>>>

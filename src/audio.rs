use std::sync::atomic::{AtomicU32, AtomicU64, AtomicUsize, Ordering};
use std::sync::Arc;
use std::time::Duration;

use anyhow::{Context, Result};
use log::{info, warn};
use rodio::{OutputStream, OutputStreamHandle, Source};

/// Device-side output rate. The resampler tracks the core rate onto this.
pub const OUTPUT_RATE: u32 = 48_000;

/// Ring capacity in stereo frames: at least twice the largest expected
/// producer burst (~0.25 s at 48 kHz).
pub const RING_CAPACITY: usize = 32_768;

const FRAC_ONE: u32 = 65_536;

/// Dynamic rate adjust bounds and gain for the drift controller.
pub const RATE_ADJUST_MIN: f32 = 0.97;
pub const RATE_ADJUST_MAX: f32 = 1.03;
pub const RATE_ADJUST_GAIN: f32 = 0.05;
const RING_FILL_TARGET: f32 = 0.5;

#[derive(Debug, Clone, Copy, Default, PartialEq, Eq)]
pub struct StereoFrame {
    pub l: i16,
    pub r: i16,
}

impl StereoFrame {
    /// Frames travel through the ring packed into one 32-bit word so every
    /// slot is a single atomic.
    fn pack(self) -> u32 {
        (self.l as u16 as u32) | ((self.r as u16 as u32) << 16)
    }

    fn unpack(word: u32) -> Self {
        Self {
            l: word as u16 as i16,
            r: (word >> 16) as u16 as i16,
        }
    }
}

/// Lock-free single-producer single-consumer ring of stereo frames.
///
/// Both indices increase monotonically (wrapping); `write - read` is the
/// occupancy and never exceeds capacity. The main thread is the sole
/// producer, the audio driver thread the sole consumer. When a push would
/// exceed capacity the oldest frames are overwritten and counted as
/// overflow; an empty pop is the consumer's cue to emit silence, counted as
/// underflow.
pub struct SpscRing {
    frames: Box<[AtomicU32]>,
    write: AtomicUsize,
    read: AtomicUsize,
    overflows: AtomicU64,
    underflows: AtomicU64,
}

impl SpscRing {
    pub fn new(capacity: usize) -> Arc<Self> {
        assert!(capacity > 0);

        let frames = (0..capacity)
            .map(|_| AtomicU32::new(0))
            .collect::<Vec<_>>()
            .into_boxed_slice();

        Arc::new(Self {
            frames,
            write: AtomicUsize::new(0),
            read: AtomicUsize::new(0),
            overflows: AtomicU64::new(0),
            underflows: AtomicU64::new(0),
        })
    }

    pub fn capacity(&self) -> usize {
        self.frames.len()
    }

    pub fn occupancy(&self) -> usize {
        let write = self.write.load(Ordering::Acquire);
        let read = self.read.load(Ordering::Acquire);

        write.wrapping_sub(read)
    }

    pub fn fill_ratio(&self) -> f32 {
        self.occupancy() as f32 / self.capacity() as f32
    }

    pub fn overflows(&self) -> u64 {
        self.overflows.load(Ordering::Relaxed)
    }

    pub fn underflows(&self) -> u64 {
        self.underflows.load(Ordering::Relaxed)
    }

    /// Producer side. Oldest frames are sacrificed when the ring is full;
    /// a burst larger than the whole ring keeps only its tail.
    pub fn push(&self, mut input: &[StereoFrame]) {
        let capacity = self.capacity();

        if input.len() > capacity {
            self.overflows
                .fetch_add((input.len() - capacity) as u64, Ordering::Relaxed);
            input = &input[input.len() - capacity..];
        }

        let write = self.write.load(Ordering::Relaxed);
        let mut read = self.read.load(Ordering::Acquire);

        // Claim space by advancing the read index past the oldest frames.
        // The consumer may race ahead of us, in which case the exchange
        // fails and the recomputed deficit shrinks.
        loop {
            let free = capacity - write.wrapping_sub(read);

            if input.len() <= free {
                break;
            }

            let deficit = input.len() - free;
            let claimed = read.wrapping_add(deficit);

            match self
                .read
                .compare_exchange(read, claimed, Ordering::AcqRel, Ordering::Acquire)
            {
                Ok(_) => {
                    self.overflows.fetch_add(deficit as u64, Ordering::Relaxed);
                    break;
                }
                Err(current) => read = current,
            }
        }

        for (offset, frame) in input.iter().enumerate() {
            let slot = write.wrapping_add(offset) % capacity;
            self.frames[slot].store(frame.pack(), Ordering::Relaxed);
        }

        self.write
            .store(write.wrapping_add(input.len()), Ordering::Release);
    }

    /// Consumer side: at most one frame, `None` when empty.
    pub fn pop_one(&self) -> Option<StereoFrame> {
        let read = self.read.load(Ordering::Relaxed);
        let write = self.write.load(Ordering::Acquire);

        if write.wrapping_sub(read) == 0 {
            return None;
        }

        let frame = StereoFrame::unpack(self.frames[read % self.capacity()].load(Ordering::Relaxed));

        // The producer may have reclaimed this slot while overwriting the
        // oldest frames; the exchange detects that and the stale frame is
        // discarded rather than read twice.
        match self.read.compare_exchange(
            read,
            read.wrapping_add(1),
            Ordering::AcqRel,
            Ordering::Acquire,
        ) {
            Ok(_) => Some(frame),
            Err(_) => None,
        }
    }

    pub fn note_underflow(&self, frames: u64) {
        self.underflows.fetch_add(frames, Ordering::Relaxed);
    }

    #[cfg(test)]
    fn drain(&self) -> Vec<StereoFrame> {
        std::iter::from_fn(|| self.pop_one()).collect()
    }
}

<<<

* [TASK REQUIREMENTS] Go back to the listing above. Copy word for word the lines from the one with "at 48 kHz)." through the one with "#[derive(Debug, Clone, Copy, Default, PartialEq, Eq)]", and nothing more.

* [OUTPUT]
/// producer burst (~0.25 s at 48 kHz).
pub const RING_CAPACITY: usize = 32_768;

const FRAC_ONE: u32 = 65_536;

/// Dynamic rate adjust bounds and gain for the drift controller.
pub const RATE_ADJUST_MIN: f32 = 0.97;
pub const RATE_ADJUST_MAX: f32 = 1.03;
pub const RATE_ADJUST_GAIN: f32 = 0.05;
const RING_FILL_TARGET: f32 = 0.5;

#[derive(Debug, Clone, Copy, Default, PartialEq, Eq)]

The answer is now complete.